Labour’s Michael Marra said: “The SNP’s low-growth economy has left Scotland more than a billion worse off this year alone – meaning less money for our NHS, schools, housing, policing and more.”
But the Scottish Government said its approach to taxation allows the delivery of policies which are “not available anywhere else in the UK”, such as free tuition for students.
Ministers expect to raise up to an additional £1.7bn from Scottish income tax rates and bands in 2025-26.
But Audit Scotland said the budget is only likely to benefit by £616m because of the fiscal framework between the Scottish and UK Governments. It governs the way the budget is determined, including adjustments for devolved tax and welfare powers.
Audit Scotland said the relative performance of the Scottish tax base, such as earnings and employment, is factored into those sums and is a main reason for the difference. And it said the Scottish Government has not been transparent enough about why the difference exists and how it believes it can be addressed.
It also said that clarity is lacking over whether the government expects tax policy to help close the £2.6bn budget gap expected by 2029-30, or how its economic strategies will increase the tax taken in.
Similar findings have been presented by the Scottish Fiscal Commission.
Stephen Boyle, auditor general for Scotland, said: “Devolved taxes are growing Holyrood’s budget, but their impact is weakened by Scotland’s lower earnings and employment growth compared with the rest of the UK.
"The Scottish Government needs to be more transparent with the public and parliament about the net impact of its tax choices on the Scottish budget.
“It also needs to better align its tax and economic strategies and set out which of its economic interventions are specifically expected to help grow the Scottish tax base.”
Hoy said: “Audit Scotland’s damning judgment makes it clear that John Swinney’s government has no idea how to close the growing gap in their budget and no understanding of the damage inflicted by their high-tax policies. Meanwhile they have done nothing to rein in spending and have wasted billions on a series of blundered projects.
“The SNP are choking earnings and growth, deterring skilled workers and entrepreneurs and, at the same time, expect taxpayers to pay the bill for their reckless financial mismanagement.”

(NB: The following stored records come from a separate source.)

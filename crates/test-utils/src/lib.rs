//! Shared test utilities for the ocean-tiles workspace.
//!
//! This crate provides common testing infrastructure including:
//! - Synthetic grid generators
//! - On-disk dataset and bathymetry fixtures
//! - A small PNG reader for checking rendered tiles
//! - Approximate-equality assertions
//!
//! # Usage
//!
//! Add to your crate's `Cargo.toml`:
//!
//! ```toml
//! [dev-dependencies]
//! test-utils = { path = "../test-utils" }
//! ```
//!
//! Then import in your tests:
//!
//! ```ignore
//! use test_utils::{assert_approx_eq, OceanFixture};
//! ```

pub mod fixtures;
pub mod generators;
pub mod png;

// Re-export commonly used items at the crate root
pub use fixtures::*;
pub use generators::*;

/// Macro for approximate floating-point equality assertions.
///
/// # Usage
///
/// ```ignore
/// use test_utils::assert_approx_eq;
///
/// assert_approx_eq!(1.0001_f64, 1.0_f64, 0.001_f64); // passes
/// assert_approx_eq!(1.1_f32, 1.0_f32, 0.001_f32);    // fails
/// ```
#[macro_export]
macro_rules! assert_approx_eq {
    ($left:expr, $right:expr, $epsilon:expr) => {{
        let left: f64 = $left as f64;
        let right: f64 = $right as f64;
        let epsilon: f64 = $epsilon as f64;
        let diff = (left - right).abs();
        if diff > epsilon {
            panic!(
                "assertion failed: `(left ≈ right)`\n  left: `{:?}`,\n right: `{:?}`,\n  diff: `{:?}` > epsilon `{:?}`",
                left, right, diff, epsilon
            );
        }
    }};
}

/// Macro for approximate equality of coordinate pairs.
///
/// # Usage
///
/// ```ignore
/// use test_utils::assert_coords_approx_eq;
///
/// assert_coords_approx_eq!((1.0001, 2.0001), (1.0, 2.0), 0.001);
/// ```
#[macro_export]
macro_rules! assert_coords_approx_eq {
    (($x1:expr, $y1:expr), ($x2:expr, $y2:expr), $epsilon:expr) => {{
        $crate::assert_approx_eq!($x1, $x2, $epsilon);
        $crate::assert_approx_eq!($y1, $y2, $epsilon);
    }};
}

#[cfg(test)]
mod tests {
    use super::*;

    #[test]
    fn test_assert_approx_eq_passes() {
        assert_approx_eq!(1.0001, 1.0, 0.001);
        assert_approx_eq!(0.0, 0.0, 0.0001);
        assert_approx_eq!(-5.5, -5.500001, 0.0001);
    }

    #[test]
    #[should_panic(expected = "assertion failed")]
    fn test_assert_approx_eq_fails() {
        assert_approx_eq!(1.1, 1.0, 0.001);
    }

    #[test]
    fn test_assert_coords_approx_eq_passes() {
        assert_coords_approx_eq!((1.0001, 2.0001), (1.0, 2.0), 0.001);
    }
}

However, a Scottish Government spokesperson said: “The Scottish Government’s tax decisions enable us to deliver higher investment in the NHS and policies like free tuition not available anywhere else in the UK, while ensuring the majority of taxpayers pay less income tax than elsewhere in the UK.
“Since 2007, GDP per person in Scotland has grown faster than the UK, with productivity increasing at more than twice the rate of the UK as a whole, and we will continue to work closely with businesses to drive economic growth and prosperity.”